People living with HIV/AIDS are at an increased risk for both in situ and invasive HPV-associated cancers, including anal cancer. The HIV population is 19 times more likely to develop anal cancer compared to the general population, with men at a higher risk (hazard ratio [HR], 20.73; 95% confidence interval [CI], 15.60–27.56) and women are also significantly at risk (HR, 12.88; 95% CI, 8.69–19.07) (3). Despite the high incidence of SCCA in HIV-positive (HIV+) patients, this population is often underrepresented in key prospective clinical trials on chemoradiotherapy (CRT) and the impact of CRT in this group remains poorly understood. This study aimed to evaluate differences in overall survival (OS), recurrence-free survival (RFS), complete clinical response (cCR), toxicity, colostomy and salvage surgery between HIV+ and HIV-negative (HIV-) patients with localised SCCA undergoing standard-of-care curative treatment.
Materials and Methods
This is a retrospective matched cohort study. We reviewed electronic medical records from 2010 to 2021 at the Instituto do Câncer do Estado de São Paulo, Brazil.
Ethical consideration
This study followed the guidelines of the Declaration of Helsinki. It was approved by the ethics committee and the institutional review board of Instituto do Câncer do Estado de São Paulo, Brazil. Due to the retrospective nature of the study, the requirement for informed consent was waived.
Patients
Inclusion criteria were histologically confirmed invasive SCCA and stage I-III by AJCC VIII Edition treated with curative intent.
Endpoints
The primary endpoint was OS. The secondary endpoints were RFS, cCR, toxicities, colostomy and salvage surgery.
Statistical analysis
HIV+ patients were matched using the R package ‘MatchIt’ with one or two non-metastatic HIV- cases, based on age, stage (T, N) and ECOG performance status, as these were considered the primary matching criteria.

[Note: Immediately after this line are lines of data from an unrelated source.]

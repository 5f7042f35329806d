//! Live document tree.
//!
//! Invariants:
//! - Keys are allocated by the document and never reused; `NodeKey::INVALID` is
//!   never handed out.
//! - A node has at most one parent; operations never create cycles.
//! - Removing a node invalidates the keys of its whole subtree.
//! - Attribute order is insertion order; setting an existing attribute replaces
//!   its value in place.

use crate::events::{DomEvent, EventHandler, Listener};
use crate::{DomError, Namespace, NodeKey, NodeType, TreeNode};
use std::rc::Rc;
use std::sync::Arc;
use std::sync::atomic::{AtomicU64, Ordering};

pub struct Document {
    id: u64,
    nodes: Vec<Option<NodeRecord>>,
    root: NodeKey,
    head: NodeKey,
    body: NodeKey,
}
use crate::{Namespace, TreeNode};
use std::fmt::Write;

pub fn first_styles(style: &[(String, String)]) -> String {
    let mut out = String::new();
    for (i, (k, v)) in style.iter().take(3).enumerate() {
        if i != 0 {
            out.push(' ');
        }
        let _ = write!(&mut out, r#"{k}: {v};"#);
    }
    out
}

/// Human-readable outline of a subtree, one line per node, at most `cap` lines.
pub fn outline(root: &TreeNode, cap: usize) -> Vec<String> {
    struct IndentGuard<'a> {
        indent: &'a mut String,
        step: usize,
    }

    impl Drop for IndentGuard<'_> {
        fn drop(&mut self) {
            let new_len = self.indent.len() - self.step;
            self.indent.truncate(new_len);
        }
    }

    fn push_preview_replace_newlines(out: &mut String, s: &str, max_chars: usize) {
        let mut truncated = false;
        for (i, ch) in s.chars().enumerate() {
            if i == max_chars {
                truncated = true;
                break;
            }
            out.push(if ch == '\n' { ' ' } else { ch });
        }
        if truncated {
            out.push('…');
        }
    }

    const INDENT_STEP: &str = "  ";
    const PREVIEW_CHARS: usize = 40;

    fn walk(node: &TreeNode, indent: &mut String, out: &mut Vec<String>, left: &mut usize) {
        if *left == 0 {
            return;
        }
        *left -= 1;
        let mut line = String::with_capacity(indent.len() + 64);
        line.push_str(indent);
        match node {
            TreeNode::Document { .. } => line.push_str("#document"),
            TreeNode::Element {
                name,
                namespace,
                style,
                ..
            } => {
                line.push('<');
                if *namespace == Namespace::Svg {
                    line.push_str("svg:");
                }
                line.push_str(name);
                for attr in ["id", "class"] {
                    if let Some(value) = node.attr(attr).filter(|v| !v.is_empty()) {
                        let _ = write!(&mut line, r#" {attr}="{value}""#);
                    }
                }
                line.push('>');
                let styl = first_styles(style);
                if !styl.is_empty() {
                    line.push_str("  /* ");
                    line.push_str(&styl);
                    line.push_str(" */");
                }
            }
            TreeNode::Text { text, .. } => {
                line.push('"');
                push_preview_replace_newlines(&mut line, text, PREVIEW_CHARS);
                line.push('"');
            }
            TreeNode::Comment { text, .. } => {
                line.push_str("<!-- ");
                push_preview_replace_newlines(&mut line, text, PREVIEW_CHARS);
                line.push_str(" -->");
            }
        }
        out.push(line);

        let children = node.children();
        if children.is_empty() {
            return;
        }
        indent.push_str(INDENT_STEP);
        let mut guard = IndentGuard {
            indent,
            step: INDENT_STEP.len(),
        };
        for c in children {
            walk(c, &mut *guard.indent, out, left);
        }
    }

    let mut out = Vec::new();
    let mut left = cap;
    let mut indent = String::new();
    walk(root, &mut indent, &mut out, &mut left);
    out
}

The OS, RFS and cCR were estimated using Kaplan-Meir and log-rank tests. Toxicities were evaluated in patients who received CRT. To handle missing data in toxicities analyses, we excluded patients with no information about specific variables. A maximum of five patients were excluded from each group, as detailed in the supplementary material (Supplemental Tables 1 and 2). The p-value for toxicities during CRT was evaluated using the chi-square test.

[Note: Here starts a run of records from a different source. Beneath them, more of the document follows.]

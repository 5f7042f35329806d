use super::*;
use std::cell::RefCell;
use std::rc::Rc;

fn element(doc: &mut Document, name: &str) -> NodeKey {
    doc.create_element(name)
}

#[test]
fn new_document_has_head_and_body_under_html() {
    let doc = Document::new();
    let html = doc.children(doc.root())[0];
    assert_eq!(doc.name(html), Some("html"));
    assert_eq!(doc.children(html), &[doc.head(), doc.body()]);
    assert!(doc.is_connected(doc.body()));
    assert_ne!(doc.root(), NodeKey::INVALID);
}

#[test]
fn documents_get_distinct_ids() {
    assert_ne!(Document::new().id(), Document::new().id());
}

#[test]
fn create_element_lowercases_html_names_but_not_svg_names() {
    let mut doc = Document::new();
    let div = doc.create_element("DIV");
    let fo = doc.create_element_ns(Namespace::Svg, "foreignObject");
    assert_eq!(doc.name(div), Some("div"));
    assert_eq!(doc.name(fo), Some("foreignObject"));
    assert!(doc.is_svg(fo));
    assert!(!doc.is_svg(div));
}

#[test]
fn append_child_moves_a_parented_node() {
    let mut doc = Document::new();
    let a = element(&mut doc, "a");
    let b = element(&mut doc, "b");
    let child = doc.create_text("x");
    doc.append_child(a, child).unwrap();
    doc.append_child(b, child).unwrap();
    assert!(doc.children(a).is_empty());
    assert_eq!(doc.children(b), &[child]);
    assert_eq!(doc.parent(child), Some(b));
}

#[test]
fn append_child_rejects_cycles_and_leaf_parents() {
    let mut doc = Document::new();
    let outer = element(&mut doc, "div");
    let inner = element(&mut doc, "span");
    doc.append_child(outer, inner).unwrap();
    assert_eq!(
        doc.append_child(inner, outer),
        Err(DomError::CycleDetected {
            parent: inner,
            child: outer
        })
    );
    let text = doc.create_text("t");
    assert_eq!(
        doc.append_child(text, inner),
        Err(DomError::InvalidParent(text))
    );
    assert_eq!(
        doc.append_child(outer, NodeKey::INVALID),
        Err(DomError::InvalidKey(NodeKey::INVALID))
    );
}

#[test]
fn insert_before_places_child_ahead_of_sibling() {
    let mut doc = Document::new();
    let list = element(&mut doc, "ul");
    let first = element(&mut doc, "li");
    let second = element(&mut doc, "li");
    doc.append_child(list, second).unwrap();
    doc.insert_before(list, first, second).unwrap();
    assert_eq!(doc.children(list), &[first, second]);

    let stranger = element(&mut doc, "li");
    let other = element(&mut doc, "p");
    assert_eq!(
        doc.insert_before(list, other, stranger),
        Err(DomError::InvalidSibling {
            parent: list,
            before: stranger
        })
    );
}

#[test]
fn remove_invalidates_whole_subtree() {
    let mut doc = Document::new();
    let outer = element(&mut doc, "div");
    let inner = element(&mut doc, "span");
    let text = doc.create_text("t");
    doc.append_child(outer, inner).unwrap();
    doc.append_child(inner, text).unwrap();
    doc.remove(outer).unwrap();
    assert!(!doc.contains(outer));
    assert!(!doc.contains(inner));
    assert!(!doc.contains(text));
    assert_eq!(doc.remove(outer), Err(DomError::MissingKey(outer)));
    assert_eq!(doc.remove(doc.root()), Err(DomError::InvalidParent(doc.root())));
}

#[test]
fn attributes_keep_insertion_order_and_replace_in_place() {
    let mut doc = Document::new();
    let div = element(&mut doc, "div");
    doc.set_attribute(div, "id", Some("a".into())).unwrap();
    doc.set_attribute(div, "class", Some("c".into())).unwrap();
    doc.set_attribute(div, "ID", Some("b".into())).unwrap();
    let names: Vec<&str> = doc.attributes(div).iter().map(|(k, _)| k.as_ref()).collect();
    assert_eq!(names, vec!["id", "class"]);
    assert_eq!(doc.attribute(div, "id"), Some("b"));
    assert!(doc.remove_attribute(div, "class").unwrap());
    assert!(!doc.remove_attribute(div, "class").unwrap());

    let text = doc.create_text("t");
    assert_eq!(
        doc.set_attribute(text, "id", None),
        Err(DomError::WrongNodeKind(text))
    );
}

#[test]
fn shallow_clone_copies_attributes_but_not_children_or_handlers() {
    let mut doc = Document::new();
    let div = element(&mut doc, "div");
    doc.set_attribute(div, "class", Some("box".into())).unwrap();
    doc.set_style(div, "color", "red").unwrap();
    doc.set_handler(div, "load", Some(Rc::new(|_: &mut Document, _: NodeKey| {})))
        .unwrap();
    let child = doc.create_text("hi");
    doc.append_child(div, child).unwrap();

    let shallow = doc.clone_node(div, false).unwrap();
    assert_ne!(shallow, div);
    assert_eq!(doc.attribute(shallow, "class"), Some("box"));
    assert_eq!(doc.style(shallow), doc.style(div));
    assert!(doc.children(shallow).is_empty());
    assert!(doc.handler(shallow, "load").is_none());
    assert!(doc.parent(shallow).is_none());

    let deep = doc.clone_node(div, true).unwrap();
    assert_eq!(doc.text_content(deep), "hi");
    assert_ne!(doc.children(deep)[0], child);
}

#[test]
fn once_listeners_fire_once_and_persistent_ones_stay() {
    let mut doc = Document::new();
    let div = element(&mut doc, "div");
    let log = Rc::new(RefCell::new(Vec::new()));

    let sink = Rc::clone(&log);
    doc.add_listener(
        div,
        DomEvent::Mount,
        Listener::once(move |_, key| sink.borrow_mut().push(("once", key))),
    )
    .unwrap();
    let sink = Rc::clone(&log);
    doc.add_listener(
        div,
        DomEvent::Mount,
        Listener::persistent(move |_, key| sink.borrow_mut().push(("always", key))),
    )
    .unwrap();

    assert_eq!(doc.dispatch(div, DomEvent::Mount), 2);
    assert_eq!(doc.dispatch(div, DomEvent::Mount), 1);
    assert_eq!(doc.dispatch(div, DomEvent::Destroy), 0);
    assert_eq!(
        *log.borrow(),
        vec![("once", div), ("always", div), ("always", div)]
    );
}

#[test]
fn mount_dispatches_only_when_parent_is_connected() {
    let mut doc = Document::new();
    let detached = element(&mut doc, "section");
    let child = element(&mut doc, "p");
    let mounted = Rc::new(RefCell::new(0));

    let counter = Rc::clone(&mounted);
    doc.add_listener(
        child,
        DomEvent::Mount,
        Listener::once(move |_, _| *counter.borrow_mut() += 1),
    )
    .unwrap();

    doc.mount(child, detached).unwrap();
    assert_eq!(*mounted.borrow(), 0);

    let body = doc.body();
    doc.mount(detached, body).unwrap();
    assert_eq!(*mounted.borrow(), 1);
}

#[test]
fn unmount_dispatches_destroy_in_tree_order_then_removes() {
    let mut doc = Document::new();
    let outer = element(&mut doc, "div");
    let inner = element(&mut doc, "span");
    doc.append_child(outer, inner).unwrap();
    let body = doc.body();
    doc.mount(outer, body).unwrap();

    let order = Rc::new(RefCell::new(Vec::new()));
    for key in [outer, inner] {
        let sink = Rc::clone(&order);
        doc.add_listener(
            key,
            DomEvent::Destroy,
            Listener::once(move |doc: &mut Document, key| {
                assert!(doc.contains(key));
                sink.borrow_mut().push(key);
            }),
        )
        .unwrap();
    }

    doc.unmount(outer).unwrap();
    assert_eq!(*order.borrow(), vec![outer, inner]);
    assert!(!doc.contains(outer));
    assert!(doc.children(body).is_empty());
}

#[test]
fn text_content_skips_comments() {
    let mut doc = Document::new();
    let p = element(&mut doc, "p");
    let a = doc.create_text("a");
    let c = doc.create_comment("hidden");
    let b = doc.create_text("b");
    for key in [a, c, b] {
        doc.append_child(p, key).unwrap();
    }
    assert_eq!(doc.text_content(p), "ab");
    doc.set_text(c, "still hidden").unwrap();
    assert_eq!(doc.text(c), Some("still hidden"));
    assert_eq!(doc.set_text(p, "x"), Err(DomError::WrongNodeKind(p)));
}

The comparison between HIV+ and HIV- patients for colostomy and salvage surgery were analysed using Fisher’s exact test.
Results
We included 122 patients, 45 HIV+ patients, with a median follow-up of 37 months. The median age was 59 years in the HIV- group and 48 in the HIV+ group. We observed a high prevalence of males in the HIV+ group patients (n = 31, 68.8%) and females (n = 62, 80.5%) in the HIV- group. Stage III was the most frequent in both groups; most T4 (n = 41, 33%) and T3 tumours (n = 36, 29%). Positive nodes were detected in n = 76 (62%) patients (Table 1). Most patients (n = 119, 98%) received concomitant CRT as treatment with curative intent and had ECOG 0/1 (n = 116, 95%). Definitive concomitant regimens included mitomycin C (MMC) plus infusional 5-Fluorouracil (5-FU) (n = 37; 31%), cisplatin (CDDP) plus capecitabine (n = 26; 21,8%) and CDDP plus infusional 5-FU (n = 35; 29%). Patients received a median of 54 Gy in 30 fractions in the primary tumour and 45 Gy in elective lymph node drainage. Three-dimensional conformal radiotherapy, intensity-modulated radiotherapy (IMRT) and volumetric-modulated arc therapy (VMAT) were used in 23%, 47% and 29% of patients, respectively.

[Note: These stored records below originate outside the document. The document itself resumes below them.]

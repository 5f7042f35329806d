//! Node classification.
//!
//! The variants are mutually exclusive and the match order below is the
//! dispatch order of the renderer: a node is classified by the first rule it
//! satisfies.

use crate::component::ComponentFn;
use crate::node::{Descriptor, Kind, Node, format_number};
use crate::pending::Pending;
use crate::props::Props;
use crate::registry::CustomTags;
use crate::store::Binding;
use dom::NodeKey;
use serde_json::Value;
use std::rc::Rc;
use std::sync::Arc;

/// Classification label, without payload.
#[derive(Clone, Copy, Debug, PartialEq, Eq)]
pub enum NodeClass {
    Sequence,
    Module,
    Component,
    Real,
    Binding,
    Pending,
    Text,
    Empty,
    Malformed,
    CustomTag,
    Intrinsic,
}

/// A node split into its class and the parts the renderer needs for it.
pub enum Classified {
    Sequence(Vec<Node>),
    Module(Node),
    Component {
        func: ComponentFn,
        props: Props,
        children: Vec<Node>,
    },
    Real(NodeKey),
    Binding(Rc<dyn Binding>),
    Pending(Pending),
    Text(String),
    Empty,
    Malformed(Value),
    CustomTag {
        descriptor: Descriptor,
        component: ComponentFn,
    },
    Intrinsic {
        tag: Arc<str>,
        props: Props,
        children: Vec<Node>,
    },
}

impl Classified {
    pub fn class(&self) -> NodeClass {
        match self {
            Classified::Sequence(_) => NodeClass::Sequence,
            Classified::Module(_) => NodeClass::Module,
            Classified::Component { .. } => NodeClass::Component,
            Classified::Real(_) => NodeClass::Real,
            Classified::Binding(_) => NodeClass::Binding,
            Classified::Pending(_) => NodeClass::Pending,
            Classified::Text(_) => NodeClass::Text,
            Classified::Empty => NodeClass::Empty,
            Classified::Malformed(_) => NodeClass::Malformed,
            Classified::CustomTag { .. } => NodeClass::CustomTag,
            Classified::Intrinsic { .. } => NodeClass::Intrinsic,
        }
    }
}

pub fn classify(node: Node, tags: &CustomTags) -> Classified {
    match node {
        Node::List(items) => Classified::Sequence(items),
        Node::Module(inner) => Classified::Module(*inner),
        Node::Component(func) => Classified::Component {
            func,
            props: Props::default(),
            children: Vec::new(),
        },
        Node::Element(Descriptor {
            kind: Kind::Component(func),
            props,
            children,
        }) => Classified::Component {
            func,
            props,
            children,
        },
        Node::Real(key) => Classified::Real(key),
        Node::Binding(binding) => Classified::Binding(binding),
        Node::Pending(pending) => Classified::Pending(pending),
        Node::Text(text) => Classified::Text(text),
        Node::Number(n) => Classified::Text(format_number(n)),
        Node::Null | Node::Undefined | Node::Bool(false) => Classified::Empty,
        Node::Bool(true) => Classified::Malformed(Value::Bool(true)),
        Node::Malformed(value) => Classified::Malformed(value),
        Node::Element(Descriptor {
            kind: Kind::Tag(tag),
            props,
            children,
        }) => match tags.get(&tag) {
            Some(component) => Classified::CustomTag {
                descriptor: Descriptor {
                    kind: Kind::Tag(tag),
                    props,
                    children,
                },
                component,
            },
            None => Classified::Intrinsic {
                tag,
                props,
                children,
            },
        },
    }
}

/// Class of `node` without consuming it.
pub fn class_of(node: &Node, tags: &CustomTags) -> NodeClass {
    match node {
        Node::List(_) => NodeClass::Sequence,
        Node::Module(_) => NodeClass::Module,
        Node::Component(_) => NodeClass::Component,
        Node::Element(Descriptor {
            kind: Kind::Component(_),
            ..
        }) => NodeClass::Component,
        Node::Real(_) => NodeClass::Real,
        Node::Binding(_) => NodeClass::Binding,
        Node::Pending(_) => NodeClass::Pending,
        Node::Text(_) | Node::Number(_) => NodeClass::Text,
        Node::Null | Node::Undefined | Node::Bool(false) => NodeClass::Empty,
        Node::Bool(true) | Node::Malformed(_) => NodeClass::Malformed,
        Node::Element(Descriptor {
            kind: Kind::Tag(tag),
            ..
        }) => {
            if tags.contains(tag) {
                NodeClass::CustomTag
            } else {
                NodeClass::Intrinsic
            }
        }
    }
}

Three-year OS rates were 66.4% in HIV+ patients versus 72.2% in HIV- patients (HR 1.23, 95% CI 0.61–2.47, p = 0.546). Three-year RFS rates were 60.7% in the HIV+ group versus 63.1% HIV- group (HR 1.20, 95% CI 0.66–2.17, p = 0.538). Median OS and RFS were not reached (Figures 1 and 2).
cCR at 6 months post-CRT was 68% in HIV+ patients and 63% in HIV- patients (p = 0.6) (Table 2).
HIV+ patients had significantly more hospital admissions due to toxicity (n = 12, 30%) than HIV- (n = 10, 13.8%) (p = 0.049) (Table 3). The main toxicities were radiodermatitis in both groups, 45% in HIV+ patients and 40% in HIV- patients and lymphopenia, 50% in HIV+ patients and 43% in HIV- patients (Table 4).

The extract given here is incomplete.